So doing everything I can, and saying I tried my hardest, isn't enough if he dies. Trying my hardest, to me, would mean that I would've taken him to the clinic that my vet is telling me to go to for treatment.

I feel liked I have failed, and that'sa feeling I can't help.I was told the other night by a 'friend' that I should've never taken him if I couldn't afford it. Well, i started off fostering him because MY vet agreed to treat him for free. Anyone that would've fostered him and brought him to their vet wouldn't have paid for weekly urinalysis,fecal tests, blood work, xrays, medications, ect. I know, all of our volunteers are poor, and many are college students.

At the shelter, we are struggling to adopt out young, healthy,beautiful rabbits. And no one wants them. Do you think someone would've passed those healthy rabbits up and instead, adopted a rabbit in pitiful condition, full of health problems, and need hundreds of dollars in vet care? I don't think so. 

In the end, I'm not sure what to think. Right now I'm mostly feeling like a failure to him, and I'm telling him I'm so sorry that he had to come into my life, and not someone else's life that would've been better equipped and financially able to help him. Ican't even look at him and tell him I tried my best, because it feels like a complete lie.


----------



## TinysMom (Mar 11, 2007)

Hon - as long as he is still cuddling- then fight for him - of course!

In my case - I MADE GingerSpice hang in there. Truth be told - I believe she hung in there for me. I believe she knew I needed time to accept the idea of letting her go. 

What I didn't realize at the time is that Art knew she needed to be allowed to pass on. That is why he asked me the day before she died,"What will you do if Ginger doesn't need you anymore?" 

I thought he meant if she was healthy again - and I was like, "I'd give anything to not see her suffer - to see her not be in pain.." and we talked about how much I wanted her to be whole - to be able to binky again.
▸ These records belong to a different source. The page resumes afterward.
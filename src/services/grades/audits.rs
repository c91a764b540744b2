use actix_web::{HttpRequest, HttpResponse, Result as ActixResult};

use super::GradeService;
use crate::models::grades::requests::GradeAuditListParams;
use crate::models::{ApiResponse, ErrorCode};
use crate::services::access::{current_user_id, ensure_owner};
use crate::services::{bad_request, error_response};
use crate::storage::OwnedResource;

/// 成绩审计日志（按班级查询，最新的在前）
pub async fn list_audits(
    service: &GradeService,
    request: &HttpRequest,
    query: GradeAuditListParams,
) -> ActixResult<HttpResponse> {
    let storage = service.get_storage(request);
    let user_id = match current_user_id(request) {
        Ok(id) => id,
        Err(resp) => return Ok(resp),
    };

    let Some(class_id) = query.class_id else {
        return Ok(bad_request(ErrorCode::BadRequest, "class_id is required"));
    };
    if let Err(resp) = ensure_owner(&storage, user_id, OwnedResource::Class, class_id).await {
        return Ok(resp);
    }

    match storage.list_grade_audits_with_pagination(query).await {
        Ok(response) => Ok(HttpResponse::Ok().json(ApiResponse::success(
            response,
            "Grade audits retrieved successfully",
        ))),
        Err(e) => Ok(error_response(&e, ErrorCode::Conflict)),
    }
}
He told me later that what he was trying to do - was to prepare me to let her go...because he knew she wanted to leave and was hanging in there for me.
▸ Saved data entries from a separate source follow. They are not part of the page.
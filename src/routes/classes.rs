use actix_web::{HttpRequest, HttpResponse, Result as ActixResult, web};
use once_cell::sync::Lazy;

use crate::middlewares;
use crate::models::classes::requests::{
    ClassListParams, CreateClassRequest, EnrollStudentRequest, LinkSubjectRequest,
    UpdateClassRequest,
};
use crate::services::ClassService;
use crate::utils::{SafeIDI64, SafeStudentIdI64, SafeSubjectIdI64};

// 懒加载的全局 CLASS_SERVICE 实例
static CLASS_SERVICE: Lazy<ClassService> = Lazy::new(ClassService::new_lazy);

// HTTP处理程序
pub async fn list_classes(
    req: HttpRequest,
    query: web::Query<ClassListParams>,
) -> ActixResult<HttpResponse> {
    CLASS_SERVICE.list_classes(&req, query.into_inner()).await
}

pub async fn create_class(
    req: HttpRequest,
    class_data: web::Json<CreateClassRequest>,
) -> ActixResult<HttpResponse> {
    CLASS_SERVICE
        .create_class(&req, class_data.into_inner())
        .await
}

pub async fn get_class(req: HttpRequest, class_id: SafeIDI64) -> ActixResult<HttpResponse> {
    CLASS_SERVICE.get_class(&req, class_id.0).await
}

pub async fn update_class(
    req: HttpRequest,
    class_id: SafeIDI64,
    update_data: web::Json<UpdateClassRequest>,
) -> ActixResult<HttpResponse> {
    CLASS_SERVICE
        .update_class(&req, class_id.0, update_data.into_inner())
        .await
}

pub async fn delete_class(req: HttpRequest, class_id: SafeIDI64) -> ActixResult<HttpResponse> {
    CLASS_SERVICE.delete_class(&req, class_id.0).await
}

pub async fn list_class_subjects(
    req: HttpRequest,
    class_id: SafeIDI64,
) -> ActixResult<HttpResponse> {
    CLASS_SERVICE.list_subjects(&req, class_id.0).await
}

pub async fn link_subject(
    req: HttpRequest,
    class_id: SafeIDI64,
    data: web::Json<LinkSubjectRequest>,
) -> ActixResult<HttpResponse> {
    CLASS_SERVICE
        .link_subject(&req, class_id.0, data.into_inner())
        .await
}

pub async fn unlink_subject(
    req: HttpRequest,
    class_id: SafeIDI64,
    subject_id: SafeSubjectIdI64,
) -> ActixResult<HttpResponse> {
    CLASS_SERVICE
        .unlink_subject(&req, class_id.0, subject_id.0)
        .await
}

pub async fn list_class_students(
    req: HttpRequest,
    class_id: SafeIDI64,
) -> ActixResult<HttpResponse> {
    CLASS_SERVICE.list_students(&req, class_id.0).await
}

pub async fn enroll_student(
    req: HttpRequest,
    class_id: SafeIDI64,
    data: web::Json<EnrollStudentRequest>,
) -> ActixResult<HttpResponse> {
    CLASS_SERVICE
        .enroll_student(&req, class_id.0, data.into_inner())
        .await
}

pub async fn unenroll_student(
    req: HttpRequest,
    class_id: SafeIDI64,
    student_id: SafeStudentIdI64,
) -> ActixResult<HttpResponse> {
    CLASS_SERVICE
        .unenroll_student(&req, class_id.0, student_id.0)
        .await
}

// 配置路由
pub fn configure_classes_routes(cfg: &mut web::ServiceConfig) {
    cfg.service(
        web::scope("/api/v1/classes")
            .wrap(middlewares::RequireJWT)
            .service(
                web::resource("")
                    .route(web::get().to(list_classes))
                    .route(web::post().to(create_class)),
            )
            .service(
                web::resource("/{id}")
                    .route(web::get().to(get_class))
                    .route(web::put().to(update_class))
                    .route(web::delete().to(delete_class)),
            )
            .service(
                web::resource("/{id}/subjects")
                    .route(web::get().to(list_class_subjects))
                    .route(web::post().to(link_subject)),
            )
            .route(
                "/{id}/subjects/{subject_id}",
                web::delete().to(unlink_subject),
            )
            .service(
                web::resource("/{id}/students")
                    .route(web::get().to(list_class_students))
                    .route(web::post().to(enroll_student)),
            )
            .route(
                "/{id}/students/{student_id}",
                web::delete().to(unenroll_student),
            ),
    );
}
When I finally accepted that Ginger wanted to pass on - and I held her and cried...I think she and I both felt peace - for the first time in days. I know she knew I would be ok with it - that she had permission to leave me.
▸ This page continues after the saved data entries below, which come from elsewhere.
use actix_web::{HttpRequest, HttpResponse, Result as ActixResult, web};
use once_cell::sync::Lazy;

use crate::middlewares;
use crate::models::courses::requests::{
    CourseListParams, CreateCourseRequest, UpdateCourseRequest,
};
use crate::services::CourseService;
use crate::utils::SafeIDI64;

static COURSE_SERVICE: Lazy<CourseService> = Lazy::new(CourseService::new_lazy);

pub async fn list_courses(
    req: HttpRequest,
    query: web::Query<CourseListParams>,
) -> ActixResult<HttpResponse> {
    COURSE_SERVICE.list_courses(&req, query.into_inner()).await
}

pub async fn create_course(
    req: HttpRequest,
    data: web::Json<CreateCourseRequest>,
) -> ActixResult<HttpResponse> {
    COURSE_SERVICE.create_course(&req, data.into_inner()).await
}

pub async fn get_course(req: HttpRequest, id: SafeIDI64) -> ActixResult<HttpResponse> {
    COURSE_SERVICE.get_course(&req, id.0).await
}

pub async fn update_course(
    req: HttpRequest,
    id: SafeIDI64,
    data: web::Json<UpdateCourseRequest>,
) -> ActixResult<HttpResponse> {
    COURSE_SERVICE
        .update_course(&req, id.0, data.into_inner())
        .await
}

pub async fn delete_course(req: HttpRequest, id: SafeIDI64) -> ActixResult<HttpResponse> {
    COURSE_SERVICE.delete_course(&req, id.0).await
}

pub fn configure_courses_routes(cfg: &mut web::ServiceConfig) {
    cfg.service(
        web::scope("/api/v1/courses")
            .wrap(middlewares::RequireJWT)
            .service(
                web::resource("")
                    .route(web::get().to(list_courses))
                    .route(web::post().to(create_course)),
            )
            .service(
                web::resource("/{id}")
                    .route(web::get().to(get_course))
                    .route(web::put().to(update_course))
                    .route(web::delete().to(delete_course)),
            ),
    );
}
My point? If Chance gets to the point where he wants you to let him pass....please don't beat yourself up over it. Don't hold onto him like I did GingerSpice. 

But as long as he wants to fight - you know we're all here fighting for him too - with our prayers and our thoughts.....

Peg


----------



## Bassetluv (Mar 11, 2007)

MBH, one of the biggest struggles a pet owner sometimes has is having to consider monetary costs when making a decision. In reading your posts here, it sounds like you've been exploring every avenue possible with regard to that. _If_ in the end you cannot take Chance to the other vet clinic, then know that you have done all that you can for him. I know that Chance hasn't had the same length of quality life that Harper has had, but Chance is not Harper. He's had a wonderful two and a half weeks with you...even it has been going back and forth for tests in between. To have someone as caring and loving as you come into his life after years of abuse would be heaven to any animal, if even for a couple of days....and that much love more than makes up for whatever he went through in his early life.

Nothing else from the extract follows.